Patching stop so that be dont break anything by calling the real AIOKafkaConsumer stop()

In [16]:
# | export

@patch
@delegates(AIOKafkaConsumer.stop)
async def stop(self: ConsumerMock, **kwargs: Any) -> None: # type: ignore
    logger.info("AIOKafkaConsumer patched stop() called")
    if self.id is None:
        raise RuntimeError(
            "Consumer start() not called! Run consumer start() first"
        )
    self.broker.unsubscribe(self.id)

In [17]:
broker = LocalKafkaBroker(topics=["my_topic"])
    
consumer = ConsumerMock(broker)
consumer = consumer()

await consumer.start()
consumer.subscribe(["my_topic"])
await consumer.stop()

[INFO] __main__: AIOKafkaConsumer patched __init__() called()
[INFO] __main__: AIOKafkaConsumer patched start() called()
[INFO] __main__: AIOKafkaConsumer patched subscribe() called
[INFO] __main__: AIOKafkaConsumer.subscribe(), subscribing to: ['my_topic']
[INFO] __main__: AIOKafkaConsumer patched stop() called


Patching getmany so that the messages are pulled from our Local, in-memory, Kafka broker

In [18]:
# | export

@patch
@delegates(AIOKafkaConsumer.getmany)
async def getmany(
    self: ConsumerMock, **kwargs: Any
) -> Dict[TopicPartition, List[ConsumerRecord]]:
    return self.broker.consume(self.id) # type: ignore

In [19]:
broker = LocalKafkaBroker(topics=["my_topic"])

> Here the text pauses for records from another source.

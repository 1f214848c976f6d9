use std::cmp::max;
use std::ops::{Add, Mul, Sub};

use crate::types::Field;

/// A univariate polynomial over `F`, coefficients in ascending order (`coeffs[i]` is the
/// coefficient of `X^i`).
#[derive(Clone, Debug, PartialEq, Eq)]
pub struct Polynomial<F: Field> {
    pub coeffs: Vec<F>,
}

impl<F: Field> Polynomial<F> {
    pub fn new(coeffs: Vec<F>) -> Self {
        Self { coeffs }
    }

    pub fn zero() -> Self {
        Self::new(Vec::new())
    }

    pub fn constant(c: F) -> Self {
        Self::new(vec![c])
    }

    pub fn is_zero(&self) -> bool {
        self.coeffs.iter().all(Field::is_zero)
    }

    pub fn len(&self) -> usize {
        self.coeffs.len()
    }

    pub fn is_empty(&self) -> bool {
        self.coeffs.is_empty()
    }

    /// Degree + 1, i.e. the number of coefficients up to (and including) the leading nonzero one.
    /// Zero for the zero polynomial.
    pub fn degree_plus_one(&self) -> usize {
        (0..self.coeffs.len())
            .rev()
            .find(|&i| !self.coeffs[i].is_zero())
            .map_or(0, |i| i + 1)
    }

    /// Degree of the polynomial. Panics on the zero polynomial, whose degree is undefined.
    pub fn degree(&self) -> usize {
        self.degree_plus_one()
            .checked_sub(1)
            .expect("degree of the zero polynomial is undefined")
    }

    pub fn lead(&self) -> F {
        self.coeffs
            .iter()
            .rev()
            .find(|c| !c.is_zero())
            .copied()
            .unwrap_or(F::ZERO)
    }

    /// Removes trailing (high-degree) zero coefficients.
    pub fn trim(&mut self) {
        self.coeffs.truncate(self.degree_plus_one());
    }

    pub fn trimmed(&self) -> Self {
        let mut p = self.clone();
        p.trim();
        p
    }

    /// Evaluates the polynomial at `x` via Horner's method.
    pub fn eval(&self, x: F) -> F {
        self.coeffs.iter().rev().fold(F::ZERO, |acc, &c| acc * x + c)
    }

    pub fn eval_batch(&self, xs: &[F]) -> Vec<F> {
        xs.iter().map(|&x| self.eval(x)).collect()
    }

    /// Builds `prod(X - r)` for `r` in `roots`.
    pub fn from_roots(roots: &[F]) -> Self {
        roots.iter().fold(Self::new(vec![F::ONE]), |acc, &r| {
            &acc * &Self::new(vec![-r, F::ONE])
        })
    }

    /// Returns `g(a*X)`: multiplies the `i`-th coefficient by `a^i`.
    pub fn scale(&self, a: F) -> Self {
        let mut power = F::ONE;
        let coeffs = self
            .coeffs
            .iter()
            .map(|&c| {
                let scaled = c * power;
                power *= a;
                scaled
            })
            .collect();
        Self::new(coeffs)
    }

    /// Long division. Returns `(quotient, remainder)` such that `self == divisor*quotient +
    /// remainder` and `deg(remainder) < deg(divisor)`.
    pub fn div_rem(&self, divisor: &Self) -> (Self, Self) {
        let divisor = divisor.trimmed();
        let (a_len, b_len) = (self.degree_plus_one(), divisor.degree_plus_one());
        assert!(b_len > 0, "division by the zero polynomial");

        if a_len < b_len {
            return (Self::zero(), self.trimmed());
        }

        let mut quotient = Self::new(vec![F::ZERO; a_len - b_len + 1]);
        let mut remainder = self.trimmed();
        let lead_inv = divisor.lead().inverse();

        while !remainder.is_zero() && remainder.degree_plus_one() >= b_len {
            let cur_len = remainder.degree_plus_one();
            let q_coeff = remainder.lead() * lead_inv;
            let q_degree = cur_len - b_len;
            quotient.coeffs[q_degree] = q_coeff;
            for (i, &d) in divisor.coeffs.iter().enumerate() {
                remainder.coeffs[q_degree + i] -= q_coeff * d;
            }
            remainder.trim();
        }
        (quotient, remainder)
    }

}

impl<F: Field> Add for &Polynomial<F> {
    type Output = Polynomial<F>;

    fn add(self, rhs: Self) -> Polynomial<F> {
        let len = max(self.len(), rhs.len());
        let mut coeffs = vec![F::ZERO; len];
        for (i, &c) in self.coeffs.iter().enumerate() {
            coeffs[i] += c;
        }
        for (i, &c) in rhs.coeffs.iter().enumerate() {
            coeffs[i] += c;
        }
        Polynomial::new(coeffs)
    }
}

impl<F: Field> Add for Polynomial<F> {
    type Output = Polynomial<F>;

    fn add(self, rhs: Self) -> Polynomial<F> {
        &self + &rhs
    }
}

impl<F: Field> Sub for &Polynomial<F> {
    type Output = Polynomial<F>;

    fn sub(self, rhs: Self) -> Polynomial<F> {
        let len = max(self.len(), rhs.len());
        let mut coeffs = vec![F::ZERO; len];
        for (i, &c) in self.coeffs.iter().enumerate() {
            coeffs[i] += c;
        }
        for (i, &c) in rhs.coeffs.iter().enumerate() {
            coeffs[i] -= c;
        }
        Polynomial::new(coeffs)
    }
}

impl<F: Field> Sub for Polynomial<F> {
    type Output = Polynomial<F>;

    fn sub(self, rhs: Self) -> Polynomial<F> {
        &self - &rhs
    }
}

impl<F: Field> Mul for &Polynomial<F> {
    type Output = Polynomial<F>;

    /// Schoolbook convolution. The reference domain sizes here (FRI/STARK test vectors, not
    /// production-scale traces) don't justify an FFT-based multiply.
    fn mul(self, rhs: Self) -> Polynomial<F> {
        if self.is_zero() || rhs.is_zero() {
            return Polynomial::zero();
        }
        let mut coeffs = vec![F::ZERO; self.coeffs.len() + rhs.coeffs.len() - 1];
        for (i, &a) in self.coeffs.iter().enumerate() {
            if a.is_zero() {
                continue;
            }
            for (j, &b) in rhs.coeffs.iter().enumerate() {
                coeffs[i + j] += a * b;
            }
        }
        Polynomial::new(coeffs)
    }
}

impl<F: Field> Mul for Polynomial<F> {
    type Output = Polynomial<F>;

    fn mul(self, rhs: Self) -> Polynomial<F> {
        &self * &rhs
    }
}

impl<F: Field> Mul<F> for &Polynomial<F> {
    type Output = Polynomial<F>;

    fn mul(self, rhs: F) -> Polynomial<F> {
        Polynomial::new(self.coeffs.iter().map(|&c| c * rhs).collect())
    }
}

#[cfg(test)]
mod tests {
    use super::*;
    use crate::small193::Small193Field as F;

    #[test]
    fn eval_matches_direct_computation() {
        // p(X) = 1 + 2X + 3X^2
        let p = Polynomial::new(vec![F::from_canonical_u64(1), F::from_canonical_u64(2), F::from_canonical_u64(3)]);
        let x = F::from_canonical_u64(5);
        assert_eq!(p.eval(x), F::from_canonical_u64(1 + 2 * 5 + 3 * 25));
    }

    #[test]
    fn from_roots_vanishes_on_roots() {
        let roots = vec![F::from_canonical_u64(3), F::from_canonical_u64(7), F::from_canonical_u64(11)];
        let p = Polynomial::from_roots(&roots);
        for &r in &roots {
            assert_eq!(p.eval(r), F::ZERO);
        }
    }

    #[test]
    fn div_rem_round_trips() {
        let a = Polynomial::new((1..=6).map(F::from_canonical_u64).collect());
        let b = Polynomial::new(vec![F::from_canonical_u64(5), F::ONE]);
        let (q, r) = a.div_rem(&b);
        let reconstructed = &(&b * &q) + &r;
        assert_eq!(reconstructed.trimmed(), a.trimmed());
    }

    #[test]
    fn div_rem_exact_when_roots_match() {
        let roots = vec![F::from_canonical_u64(2), F::from_canonical_u64(9)];
        let p = Polynomial::from_roots(&roots) * Polynomial::new(vec![F::from_canonical_u64(4), F::ONE]);
        let (_, r) = p.div_rem(&Polynomial::from_roots(&roots));
        assert!(r.is_zero());
    }
}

consumer = ConsumerMock(broker)
consumer = consumer()
await consumer.getmany()

[INFO] __main__: AIOKafkaConsumer patched __init__() called()


{}

## Producer patching

We need to patch AIOKafkaProducer methods so that we can redirect the producer to our local kafka broker

- [x] \_\_init\_\_
- [x] start
- [x] stop
- [x] send

In [30]:
class ProducerMock:
    def __init__(self, broker: LocalKafkaBroker, **kwargs: Any) -> None:
        logger.info("AIOKafkaProducer patched __init__() called()")
        self.broker = broker
        self.id = None
        
    @delegates(AIOKafkaProducer)
    def __call__(self, **kwargs: Any) -> "ProducerMock":
        return self
    
    @delegates(AIOKafkaProducer.start)
    async def start(self, **kwargs: Any) -> None:
        raise NotImplementedError()

    @delegates(AIOKafkaProducer.stop)
    async def stop(self, **kwargs: Any) -> None:
        raise NotImplementedError()

    @delegates(AIOKafkaProducer.send)
    async def send(  # type: ignore
        self: AIOKafkaProducer,
        topic: str,
        msg: bytes,
        key: Optional[bytes] = None,
        **kwargs: Any,
    ) -> None:
        raise NotImplementedError()

Patching AIOKafkaProducer start so that we mock the startup procedure of AIOKafkaProducer

In [31]:
# | export


@patch
@delegates(AIOKafkaProducer.start)
async def start(self: ProducerMock, **kwargs: Any) -> None:
    logger.info("AIOKafkaProducer patched start() called()")
    if self.id is not None:
        raise RuntimeError(
            "Producer start() already called! Run producer stop() before running start() again"
        )
    self.id = self.broker.connect()

In [33]:
broker = LocalKafkaBroker(topics=["my_topic"])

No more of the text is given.